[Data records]
--- --- ---

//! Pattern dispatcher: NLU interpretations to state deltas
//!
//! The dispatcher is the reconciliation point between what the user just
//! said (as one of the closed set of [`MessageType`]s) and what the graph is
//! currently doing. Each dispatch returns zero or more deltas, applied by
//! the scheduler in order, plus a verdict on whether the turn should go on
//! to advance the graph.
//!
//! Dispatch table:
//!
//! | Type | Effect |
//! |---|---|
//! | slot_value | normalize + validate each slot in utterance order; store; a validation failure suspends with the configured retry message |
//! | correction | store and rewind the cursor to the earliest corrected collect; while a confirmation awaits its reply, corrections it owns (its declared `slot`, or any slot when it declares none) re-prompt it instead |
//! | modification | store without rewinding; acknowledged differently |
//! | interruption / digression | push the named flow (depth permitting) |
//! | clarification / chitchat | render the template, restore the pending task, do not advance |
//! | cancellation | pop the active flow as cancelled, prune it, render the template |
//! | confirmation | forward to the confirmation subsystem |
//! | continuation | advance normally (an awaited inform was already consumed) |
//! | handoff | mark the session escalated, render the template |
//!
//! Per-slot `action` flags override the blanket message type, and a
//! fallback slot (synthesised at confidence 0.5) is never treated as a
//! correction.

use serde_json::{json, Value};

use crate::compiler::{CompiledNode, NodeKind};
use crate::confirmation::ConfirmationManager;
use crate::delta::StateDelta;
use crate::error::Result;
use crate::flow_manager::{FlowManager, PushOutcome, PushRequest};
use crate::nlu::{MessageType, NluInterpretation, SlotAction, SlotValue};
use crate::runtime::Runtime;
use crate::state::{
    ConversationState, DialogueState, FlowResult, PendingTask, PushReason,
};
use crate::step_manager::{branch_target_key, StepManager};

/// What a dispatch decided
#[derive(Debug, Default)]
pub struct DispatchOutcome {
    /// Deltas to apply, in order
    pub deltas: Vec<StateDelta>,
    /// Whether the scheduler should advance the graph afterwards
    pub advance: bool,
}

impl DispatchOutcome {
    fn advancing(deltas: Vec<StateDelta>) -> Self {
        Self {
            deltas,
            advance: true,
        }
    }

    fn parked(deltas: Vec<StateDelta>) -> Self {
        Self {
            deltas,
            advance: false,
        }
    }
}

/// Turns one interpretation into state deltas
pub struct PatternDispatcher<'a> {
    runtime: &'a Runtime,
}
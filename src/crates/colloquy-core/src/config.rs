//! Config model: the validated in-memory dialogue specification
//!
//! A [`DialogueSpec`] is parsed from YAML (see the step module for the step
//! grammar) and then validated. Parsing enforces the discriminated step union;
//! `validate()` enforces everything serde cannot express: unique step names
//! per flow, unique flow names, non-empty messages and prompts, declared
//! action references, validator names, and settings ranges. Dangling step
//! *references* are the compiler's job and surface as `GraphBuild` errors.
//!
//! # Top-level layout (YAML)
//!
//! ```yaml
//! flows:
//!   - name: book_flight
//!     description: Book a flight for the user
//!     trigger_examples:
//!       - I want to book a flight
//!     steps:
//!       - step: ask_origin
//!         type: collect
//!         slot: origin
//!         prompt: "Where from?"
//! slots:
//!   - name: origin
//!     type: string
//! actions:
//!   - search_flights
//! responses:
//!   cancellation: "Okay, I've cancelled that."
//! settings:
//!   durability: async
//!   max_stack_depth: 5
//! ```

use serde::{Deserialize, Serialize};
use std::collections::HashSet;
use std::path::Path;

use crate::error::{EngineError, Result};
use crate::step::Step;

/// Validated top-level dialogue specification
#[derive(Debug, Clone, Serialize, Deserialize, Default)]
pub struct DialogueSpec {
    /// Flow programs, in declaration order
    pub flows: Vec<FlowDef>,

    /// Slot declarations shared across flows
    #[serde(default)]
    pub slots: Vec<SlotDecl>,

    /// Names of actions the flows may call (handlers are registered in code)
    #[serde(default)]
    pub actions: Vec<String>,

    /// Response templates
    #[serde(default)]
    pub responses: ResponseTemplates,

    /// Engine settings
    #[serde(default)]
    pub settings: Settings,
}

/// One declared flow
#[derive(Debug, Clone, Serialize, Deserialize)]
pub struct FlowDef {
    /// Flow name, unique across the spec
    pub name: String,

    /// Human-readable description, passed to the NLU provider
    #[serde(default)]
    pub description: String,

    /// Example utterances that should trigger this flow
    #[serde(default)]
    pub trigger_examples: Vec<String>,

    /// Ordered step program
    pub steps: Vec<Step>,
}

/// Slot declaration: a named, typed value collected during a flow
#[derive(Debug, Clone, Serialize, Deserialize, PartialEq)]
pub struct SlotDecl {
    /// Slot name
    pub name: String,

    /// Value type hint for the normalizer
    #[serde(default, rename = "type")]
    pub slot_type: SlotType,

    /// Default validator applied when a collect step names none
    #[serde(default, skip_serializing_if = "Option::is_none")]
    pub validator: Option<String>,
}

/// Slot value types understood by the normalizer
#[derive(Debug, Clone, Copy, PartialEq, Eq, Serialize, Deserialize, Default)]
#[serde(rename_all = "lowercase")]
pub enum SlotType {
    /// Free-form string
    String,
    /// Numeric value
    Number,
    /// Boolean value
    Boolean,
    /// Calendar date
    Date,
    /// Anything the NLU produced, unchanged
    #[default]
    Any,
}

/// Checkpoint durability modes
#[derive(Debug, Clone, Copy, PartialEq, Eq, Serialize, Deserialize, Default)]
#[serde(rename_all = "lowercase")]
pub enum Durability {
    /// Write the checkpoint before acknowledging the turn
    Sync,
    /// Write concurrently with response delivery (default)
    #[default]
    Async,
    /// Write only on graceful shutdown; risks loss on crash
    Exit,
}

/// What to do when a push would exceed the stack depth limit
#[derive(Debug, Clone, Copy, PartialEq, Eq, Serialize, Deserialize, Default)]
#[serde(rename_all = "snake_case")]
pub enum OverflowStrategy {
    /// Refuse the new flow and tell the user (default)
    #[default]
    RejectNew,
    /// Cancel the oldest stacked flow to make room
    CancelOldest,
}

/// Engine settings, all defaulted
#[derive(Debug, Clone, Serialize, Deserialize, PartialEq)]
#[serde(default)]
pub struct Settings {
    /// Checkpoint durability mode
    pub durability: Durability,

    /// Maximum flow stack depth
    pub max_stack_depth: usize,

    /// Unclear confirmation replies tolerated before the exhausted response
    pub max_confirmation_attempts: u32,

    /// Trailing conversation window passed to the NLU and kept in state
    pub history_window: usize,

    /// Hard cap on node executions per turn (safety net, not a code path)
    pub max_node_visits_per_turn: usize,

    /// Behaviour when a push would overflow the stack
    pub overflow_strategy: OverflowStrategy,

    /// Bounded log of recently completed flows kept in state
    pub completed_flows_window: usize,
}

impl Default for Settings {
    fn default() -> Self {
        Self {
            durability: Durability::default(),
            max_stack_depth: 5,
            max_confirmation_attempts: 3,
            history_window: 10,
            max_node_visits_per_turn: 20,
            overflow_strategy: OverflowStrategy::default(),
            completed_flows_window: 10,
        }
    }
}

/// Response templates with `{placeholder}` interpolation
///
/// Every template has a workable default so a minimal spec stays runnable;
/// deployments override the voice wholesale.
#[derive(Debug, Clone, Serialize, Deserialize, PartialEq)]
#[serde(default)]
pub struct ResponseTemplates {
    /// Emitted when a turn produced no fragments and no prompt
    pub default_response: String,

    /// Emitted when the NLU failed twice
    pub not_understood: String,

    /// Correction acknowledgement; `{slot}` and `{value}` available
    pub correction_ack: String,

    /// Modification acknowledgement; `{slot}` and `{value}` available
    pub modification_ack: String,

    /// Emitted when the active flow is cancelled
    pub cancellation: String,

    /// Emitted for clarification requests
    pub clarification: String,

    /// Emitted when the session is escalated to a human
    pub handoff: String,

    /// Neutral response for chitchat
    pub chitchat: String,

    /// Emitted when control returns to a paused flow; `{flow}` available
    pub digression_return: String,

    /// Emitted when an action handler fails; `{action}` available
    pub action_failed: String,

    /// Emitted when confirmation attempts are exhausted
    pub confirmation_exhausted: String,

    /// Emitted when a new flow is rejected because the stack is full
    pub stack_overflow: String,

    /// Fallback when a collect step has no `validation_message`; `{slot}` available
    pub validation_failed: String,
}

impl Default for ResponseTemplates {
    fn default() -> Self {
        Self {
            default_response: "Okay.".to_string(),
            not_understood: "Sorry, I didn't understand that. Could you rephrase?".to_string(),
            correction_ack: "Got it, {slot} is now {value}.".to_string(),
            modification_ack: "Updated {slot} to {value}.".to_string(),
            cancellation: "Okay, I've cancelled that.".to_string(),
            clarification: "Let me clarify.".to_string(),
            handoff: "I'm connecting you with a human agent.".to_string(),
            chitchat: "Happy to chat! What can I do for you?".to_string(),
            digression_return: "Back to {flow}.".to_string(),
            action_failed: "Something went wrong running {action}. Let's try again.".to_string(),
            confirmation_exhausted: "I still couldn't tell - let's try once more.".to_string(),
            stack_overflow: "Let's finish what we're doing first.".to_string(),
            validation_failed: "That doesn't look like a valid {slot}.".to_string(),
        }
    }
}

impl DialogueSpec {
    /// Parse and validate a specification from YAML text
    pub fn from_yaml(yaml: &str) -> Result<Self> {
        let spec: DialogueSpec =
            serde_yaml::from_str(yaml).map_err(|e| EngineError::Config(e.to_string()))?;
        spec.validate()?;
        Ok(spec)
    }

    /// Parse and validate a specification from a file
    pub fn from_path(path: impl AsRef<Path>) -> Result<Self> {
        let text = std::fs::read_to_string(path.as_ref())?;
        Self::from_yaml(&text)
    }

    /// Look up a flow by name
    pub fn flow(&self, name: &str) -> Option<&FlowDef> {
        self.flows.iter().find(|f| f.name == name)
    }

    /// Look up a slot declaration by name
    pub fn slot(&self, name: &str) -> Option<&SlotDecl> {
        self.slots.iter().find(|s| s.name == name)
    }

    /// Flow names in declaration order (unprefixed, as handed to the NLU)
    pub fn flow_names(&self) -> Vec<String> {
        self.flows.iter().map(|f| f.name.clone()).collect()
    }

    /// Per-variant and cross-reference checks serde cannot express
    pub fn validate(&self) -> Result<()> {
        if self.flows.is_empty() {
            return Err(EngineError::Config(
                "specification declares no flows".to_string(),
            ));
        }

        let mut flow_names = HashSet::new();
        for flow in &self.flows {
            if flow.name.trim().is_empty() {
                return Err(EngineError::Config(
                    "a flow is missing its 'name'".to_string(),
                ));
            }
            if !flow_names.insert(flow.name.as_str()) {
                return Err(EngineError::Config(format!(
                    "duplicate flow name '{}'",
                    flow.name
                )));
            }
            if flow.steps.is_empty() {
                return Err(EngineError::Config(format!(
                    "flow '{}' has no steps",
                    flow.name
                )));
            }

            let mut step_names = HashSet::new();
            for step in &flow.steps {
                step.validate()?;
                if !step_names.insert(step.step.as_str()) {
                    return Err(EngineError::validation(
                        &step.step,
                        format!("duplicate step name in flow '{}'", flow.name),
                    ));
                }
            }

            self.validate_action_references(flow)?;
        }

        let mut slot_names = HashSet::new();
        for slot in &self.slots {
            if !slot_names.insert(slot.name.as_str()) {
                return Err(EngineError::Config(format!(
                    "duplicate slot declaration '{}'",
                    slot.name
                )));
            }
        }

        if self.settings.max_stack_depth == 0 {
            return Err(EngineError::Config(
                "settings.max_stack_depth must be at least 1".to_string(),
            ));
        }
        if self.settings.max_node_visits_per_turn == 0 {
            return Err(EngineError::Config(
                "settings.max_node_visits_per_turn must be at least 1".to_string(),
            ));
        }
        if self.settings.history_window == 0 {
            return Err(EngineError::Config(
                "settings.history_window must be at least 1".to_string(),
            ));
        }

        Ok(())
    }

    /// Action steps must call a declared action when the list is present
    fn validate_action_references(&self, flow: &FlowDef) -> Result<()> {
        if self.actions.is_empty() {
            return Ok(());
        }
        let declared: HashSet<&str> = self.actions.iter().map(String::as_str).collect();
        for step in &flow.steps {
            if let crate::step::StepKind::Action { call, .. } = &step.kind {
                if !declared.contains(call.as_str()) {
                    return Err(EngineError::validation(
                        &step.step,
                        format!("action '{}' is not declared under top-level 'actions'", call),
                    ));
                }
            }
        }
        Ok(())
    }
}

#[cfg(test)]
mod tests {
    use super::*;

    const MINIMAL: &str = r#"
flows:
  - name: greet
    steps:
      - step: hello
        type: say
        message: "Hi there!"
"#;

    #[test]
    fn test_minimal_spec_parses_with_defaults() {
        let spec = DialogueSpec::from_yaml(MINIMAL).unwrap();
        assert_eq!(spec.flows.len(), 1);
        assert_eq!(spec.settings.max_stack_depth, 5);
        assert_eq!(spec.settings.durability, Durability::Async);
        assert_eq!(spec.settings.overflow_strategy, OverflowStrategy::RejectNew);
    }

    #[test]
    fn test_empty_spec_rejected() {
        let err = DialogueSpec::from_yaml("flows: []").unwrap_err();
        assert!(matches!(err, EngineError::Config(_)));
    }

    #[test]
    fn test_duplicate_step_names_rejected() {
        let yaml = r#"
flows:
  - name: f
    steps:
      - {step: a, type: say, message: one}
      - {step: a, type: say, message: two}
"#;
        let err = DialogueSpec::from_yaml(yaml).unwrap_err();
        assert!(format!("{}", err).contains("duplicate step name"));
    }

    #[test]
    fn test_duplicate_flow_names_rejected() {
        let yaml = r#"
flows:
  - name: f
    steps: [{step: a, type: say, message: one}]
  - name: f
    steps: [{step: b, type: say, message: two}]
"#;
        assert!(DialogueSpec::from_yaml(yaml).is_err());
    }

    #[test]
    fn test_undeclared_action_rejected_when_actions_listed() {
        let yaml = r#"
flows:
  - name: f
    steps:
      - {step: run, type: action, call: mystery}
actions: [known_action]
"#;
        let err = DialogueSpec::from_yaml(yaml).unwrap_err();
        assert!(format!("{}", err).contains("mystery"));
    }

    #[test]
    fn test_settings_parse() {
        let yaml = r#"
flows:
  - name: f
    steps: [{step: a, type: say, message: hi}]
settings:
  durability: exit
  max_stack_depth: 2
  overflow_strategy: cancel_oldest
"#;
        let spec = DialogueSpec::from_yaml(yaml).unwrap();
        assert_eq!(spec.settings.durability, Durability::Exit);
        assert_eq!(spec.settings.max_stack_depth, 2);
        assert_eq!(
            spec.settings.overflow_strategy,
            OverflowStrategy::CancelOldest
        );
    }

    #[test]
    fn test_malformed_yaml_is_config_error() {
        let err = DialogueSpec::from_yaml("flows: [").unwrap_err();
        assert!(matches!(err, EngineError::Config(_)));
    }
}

--- --- ---

▶ _What to do_: Using the entries above, give back exactly the line containing "pub fn validate(&self)", the line containing "for slot in", and every line between them, and nothing else.

▶ _The completed task_:
    pub fn validate(&self) -> Result<()> {
        if self.flows.is_empty() {
            return Err(EngineError::Config(
                "specification declares no flows".to_string(),
            ));
        }

        let mut flow_names = HashSet::new();
        for flow in &self.flows {
            if flow.name.trim().is_empty() {
                return Err(EngineError::Config(
                    "a flow is missing its 'name'".to_string(),
                ));
            }
            if !flow_names.insert(flow.name.as_str()) {
                return Err(EngineError::Config(format!(
                    "duplicate flow name '{}'",
                    flow.name
                )));
            }
            if flow.steps.is_empty() {
                return Err(EngineError::Config(format!(
                    "flow '{}' has no steps",
                    flow.name
                )));
            }

            let mut step_names = HashSet::new();
            for step in &flow.steps {
                step.validate()?;
                if !step_names.insert(step.step.as_str()) {
                    return Err(EngineError::validation(
                        &step.step,
                        format!("duplicate step name in flow '{}'", flow.name),
                    ));
                }
            }

            self.validate_action_references(flow)?;
        }

        let mut slot_names = HashSet::new();
        for slot in &self.slots {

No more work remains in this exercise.